- _Your objective_
Using the word "drivers" as the filter, copy each matching line from the records.

+ + + + + + +

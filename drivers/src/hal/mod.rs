//! Hardware Abstraction Layer (HAL) - Platform-Independent Traits
//!
//! This module defines the traits storage drivers implement so the disk
//! I/O adapter can be written without knowing which medium sits below it.
//!
//! # Design Principles
//!
//! - **One block per call**: drivers never see multi-block requests
//! - **No platform leakage**: traits must not reference platform-specific types
//!
//! # Available Interfaces
//!
//! - [`block_device`]: Block storage device access

pub mod block_device;
use std::error::Error;

use demo::image::ImageDisk;
use demo::{FILE_NAME, write_hello};
use drivers::{DiskIo, Drive};
use log::{error, info};

/// Raw image standing in for the memory card.
const IMAGE_PATH: &str = "sdcard.img";

fn run() -> Result<(), Box<dyn Error>> {
    let card = ImageDisk::open(IMAGE_PATH)?;
    write_hello(DiskIo::new(Drive::MemoryCard, card))?;
    Ok(())
}

fn main() {
    env_logger::Builder::from_env(env_logger::Env::default().default_filter_or("info")).init();

    match run() {
        Ok(()) => info!("{} written to {}", FILE_NAME, IMAGE_PATH),
        Err(e) => error!("demo failed: {}", e),
    }

    // Halt.
    loop {
        std::thread::park();
    }
}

+ + + + + + +

- _Problem solution_
filename drivers/src/hal/mod.rs
//! This module defines the traits storage drivers implement so the disk
//! - **One block per call**: drivers never see multi-block requests
use drivers::{DiskIo, Drive};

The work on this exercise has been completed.